Idratazione Avanzata ed Effetti Biostimolanti
La capacità prolungata di legare l’acqua potenzia il rigonfiamento epidermico oltre la semplice volumizzazione
La struttura uniforme dell’acido ialuronico monofasico consente di trattenere l’umidità per periodi molto più lunghi rispetto ai gel bifasici, che tendono a degradarsi in modo non omogeneo e a perdere progressivamente la propria capacità di ritenzione idrica nel tempo. Quando le molecole sono distribuite in modo uniforme nell’intera sostanza, ciò determina livelli di idratazione più costanti nelle profondità degli strati cutanei, con effetti visibili di rigonfiamento dello strato superficiale senza dover ricorrere esclusivamente all’espansione volumetrica.

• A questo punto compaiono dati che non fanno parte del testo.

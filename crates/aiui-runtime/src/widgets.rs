//! Built-in widgets and the widget dispatcher.
//!
//! Built-in widget kinds form a closed enum; anything else is looked up in
//! the [`SlotRegistry`]. Unknown kinds never fail: they render a visible
//! placeholder naming the type.

use std::sync::LazyLock;

use aiui_manifest::{Props, WidgetConfig};
use chrono::Datelike;
use minijinja::{context, Environment, Value};
use serde::Serialize;

use crate::registry::SlotRegistry;

/// Widget kinds rendered without registration.
#[derive(Debug, Clone, Copy, PartialEq, Eq, Hash)]
pub enum BuiltinWidget {
    StatsCard,
    QuickLinks,
    Newsletter,
    SocialLinks,
    Copyright,
    HeroBanner,
}

impl BuiltinWidget {
    pub const ALL: [BuiltinWidget; 6] = [
        BuiltinWidget::StatsCard,
        BuiltinWidget::QuickLinks,
        BuiltinWidget::Newsletter,
        BuiltinWidget::SocialLinks,
        BuiltinWidget::Copyright,
        BuiltinWidget::HeroBanner,
    ];

    /// Parse a widget type tag.
    pub fn from_type(kind: &str) -> Option<Self> {
        Self::ALL.into_iter().find(|w| w.type_name() == kind)
    }

    /// The type tag used in manifests.
    pub fn type_name(self) -> &'static str {
        match self {
            BuiltinWidget::StatsCard => "StatsCard",
            BuiltinWidget::QuickLinks => "QuickLinks",
            BuiltinWidget::Newsletter => "Newsletter",
            BuiltinWidget::SocialLinks => "SocialLinks",
            BuiltinWidget::Copyright => "Copyright",
            BuiltinWidget::HeroBanner => "HeroBanner",
        }
    }

    fn template_name(self) -> &'static str {
        match self {
            BuiltinWidget::StatsCard => "stats_card.html",
            BuiltinWidget::QuickLinks => "quick_links.html",
            BuiltinWidget::Newsletter => "newsletter.html",
            BuiltinWidget::SocialLinks => "social_links.html",
            BuiltinWidget::Copyright => "copyright.html",
            BuiltinWidget::HeroBanner => "hero_banner.html",
        }
    }

    /// Template context with defaults applied for missing or unusable props.
    fn context(self, props: &Props) -> Value {
        match self {
            BuiltinWidget::StatsCard => {
                let change_type = match text_prop(props, "changeType", "positive").as_str() {
                    "negative" => "negative",
                    _ => "positive",
                };
                context! {
                    title => text_prop(props, "title", "Statistics"),
                    value => text_prop(props, "value", "0"),
                    change => text_prop(props, "change", ""),
                    change_type => change_type,
                }
            }
            BuiltinWidget::QuickLinks => context! {
                title => text_prop(props, "title", "Quick Links"),
                links => link_list(props, "label"),
            },
            BuiltinWidget::Newsletter => context! {
                title => text_prop(props, "title", "Newsletter"),
                placeholder => text_prop(props, "placeholder", "Enter your email"),
                button_text => text_prop(props, "buttonText", "Subscribe"),
            },
            BuiltinWidget::SocialLinks => context! {
                links => link_list(props, "platform"),
            },
            BuiltinWidget::Copyright => {
                let default = format!("© {}", chrono::Local::now().year());
                context! {
                    text => text_prop(props, "text", &default),
                }
            }
            BuiltinWidget::HeroBanner => context! {
                title => text_prop(props, "title", "Welcome"),
                subtitle => text_prop(props, "subtitle", ""),
                cta_label => text_prop(props, "ctaLabel", ""),
                cta_href => text_prop(props, "ctaHref", ""),
            },
        }
    }

    /// Render this widget. Never fails.
    pub fn render(self, props: &Props) -> String {
        let rendered = WIDGETS
            .get_template(self.template_name())
            .and_then(|t| t.render(self.context(props)));

        match rendered {
            Ok(html) => html,
            Err(e) => {
                tracing::warn!("Failed to render {} widget: {}", self.type_name(), e);
                placeholder(self.type_name())
            }
        }
    }
}

/// A link entry for list widgets.
#[derive(Debug, Clone, PartialEq, Serialize)]
struct Link {
    label: String,
    href: String,
}

/// Read a text prop. Strings are used as-is and numbers are formatted;
/// empty strings and other types fall back to `default`.
fn text_prop(props: &Props, key: &str, default: &str) -> String {
    match props.get(key) {
        Some(serde_json::Value::String(s)) if !s.is_empty() => s.clone(),
        Some(serde_json::Value::Number(n)) => n.to_string(),
        _ => default.to_string(),
    }
}

/// Read `links` as `[{ <label_key>, href }]`, skipping malformed entries.
fn link_list(props: &Props, label_key: &str) -> Vec<Link> {
    let Some(entries) = props.get("links").and_then(|v| v.as_array()) else {
        return Vec::new();
    };

    entries
        .iter()
        .filter_map(|entry| {
            let label = entry.get(label_key)?.as_str()?;
            let href = entry.get("href")?.as_str()?;
            Some(Link {
                label: label.to_string(),
                href: href.to_string(),
            })
        })
        .collect()
}

/// Visible fallback for a widget type nobody can render.
pub fn placeholder(kind: &str) -> String {
    WIDGETS
        .get_template("unknown.html")
        .and_then(|t| t.render(context! { kind => kind }))
        .unwrap_or_else(|_| "<div class=\"widget widget-unknown\">Unknown widget</div>".to_string())
}

/// Renders widgets: built-ins first, then registered renderers, then the placeholder.
#[derive(Debug, Clone, Copy)]
pub struct WidgetDispatcher<'r> {
    registry: &'r SlotRegistry,
}

impl<'r> WidgetDispatcher<'r> {
    pub fn new(registry: &'r SlotRegistry) -> Self {
        Self { registry }
    }

    /// Render a configured widget. Never fails.
    pub fn render_widget(&self, widget: &WidgetConfig) -> String {
        match &widget.props {
            Some(props) => self.render(&widget.kind, props),
            None => self.render(&widget.kind, &Props::new()),
        }
    }

    /// Render a widget type with the given props. Never fails.
    pub fn render(&self, kind: &str, props: &Props) -> String {
        if let Some(builtin) = BuiltinWidget::from_type(kind) {
            return builtin.render(props);
        }

        if let Some(renderer) = self.registry.get(kind) {
            return renderer.render(props);
        }

        tracing::debug!("No renderer for widget type '{}'", kind);
        placeholder(kind)
    }

    /// Whether `kind` resolves to something other than the placeholder.
    pub fn can_render(&self, kind: &str) -> bool {
        BuiltinWidget::from_type(kind).is_some() || self.registry.has(kind)
    }
}

static WIDGETS: LazyLock<Environment<'static>> = LazyLock::new(|| {
    let mut env = Environment::new();
    for (name, source) in WIDGET_TEMPLATES {
        env.add_template(name, source)
            .expect("Invalid built-in widget template");
    }
    env
});

const WIDGET_TEMPLATES: [(&str, &str); 7] = [
    ("stats_card.html", STATS_CARD),
    ("quick_links.html", QUICK_LINKS),
    ("newsletter.html", NEWSLETTER),
    ("social_links.html", SOCIAL_LINKS),
    ("copyright.html", COPYRIGHT),
    ("hero_banner.html", HERO_BANNER),
    ("unknown.html", UNKNOWN),
];

const STATS_CARD: &str = r##"<div class="card widget-stats-card">
  <p class="card-description">{{ title }}</p>
  <p class="card-title stat-value">{{ value }}</p>
  {% if change %}<p class="stat-change stat-{{ change_type }}">{{ change }}</p>{% endif %}
</div>"##;

const QUICK_LINKS: &str = r##"<div class="card widget-quick-links">
  <p class="card-title">{{ title }}</p>
  <ul>
  {% for link in links %}
    <li><a href="{{ link.href }}">{{ link.label }}</a></li>
  {% endfor %}
  </ul>
</div>"##;

const NEWSLETTER: &str = r##"<div class="card widget-newsletter">
  <p class="card-title">{{ title }}</p>
  <p class="card-description">Get the latest updates</p>
  <form class="newsletter-form" onsubmit="return false">
    <input type="email" placeholder="{{ placeholder }}">
    <button type="submit">{{ button_text }}</button>
  </form>
</div>"##;

const SOCIAL_LINKS: &str = r##"<div class="widget-social-links">
{% for link in links %}
  <a href="{{ link.href }}" target="_blank" rel="noopener noreferrer">{{ link.label }}</a>
{% endfor %}
</div>"##;

const COPYRIGHT: &str = r##"<div class="widget-copyright">{{ text }}</div>"##;

const HERO_BANNER: &str = r##"<div class="widget-hero-banner">
  <h1>{{ title }}</h1>
  {% if subtitle %}<p class="hero-subtitle">{{ subtitle }}</p>{% endif %}
  {% if cta_label and cta_href %}<a class="button button-lg" href="{{ cta_href }}">{{ cta_label }}</a>{% endif %}
</div>"##;

const UNKNOWN: &str = r##"<div class="widget widget-unknown">Unknown widget: {{ kind }}</div>"##;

Studi basati su immagini cliniche hanno evidenziato, dopo quattro mesi, un aumento del circa 35% sia nello spessore che nella fermezza dell’epidermide; inoltre, misurazioni oggettive hanno confermato una riduzione della perdita transepidermica di acqua. L’efficacia di questo tipo di idratazione risiede nella sua capacità di riparare rapidamente le barriere cutanee danneggiate e, allo stesso tempo, di migliorare visibilmente la luminosità complessiva, la morbidezza e la riduzione di quelle fastidiose piccole rughe che tutti sviluppiamo. È importante sottolineare, tuttavia, che questi risultati agiscono in sinergia con altri trattamenti finalizzati alla correzione di problemi strutturali più profondi, piuttosto che sostituirli integralmente.
Acido ialuronico monofasico ad alto peso molecolare che promuove l'attivazione dei fibroblasti e la neo-collagenesi
Le catene monofasiche di acido ialuronico ad alto peso molecolare svolgono effettivamente due funzioni contemporaneamente: agiscono sia come supporto strutturale sia inviando segnali che stimolano l’attività biologica. Test di laboratorio hanno dimostrato che queste versioni ad alto PM determinano un movimento dei fibroblasti e una produzione di collagene circa 2,7 volte superiore rispetto alle controparti a basso peso molecolare. Ciò che rende interessante questo meccanismo è il modo in cui l’intera struttura gelatinosa attiva specifici processi di segnalazione meccanica, come la via del TGF-beta, senza indurre le risposte infiammatorie tipicamente osservate con altri trattamenti. L’analisi di campioni di tessuto mostra che il collagene di tipo I inizia ad accumularsi intorno alle zone in cui questi materiali si integrano nella pelle entro un periodo di circa sei-nove mesi dal trattamento. Per i pazienti sottoposti a questa terapia si osserva generalmente un miglioramento immediato dei contorni facciali, seguito da modifiche progressive della texture cutanea nel tempo. La pelle diventa più spessa, più elastica e presenta un aspetto complessivamente più giovane per periodi prolungati, purché vengano seguiti adeguati protocolli di mantenimento.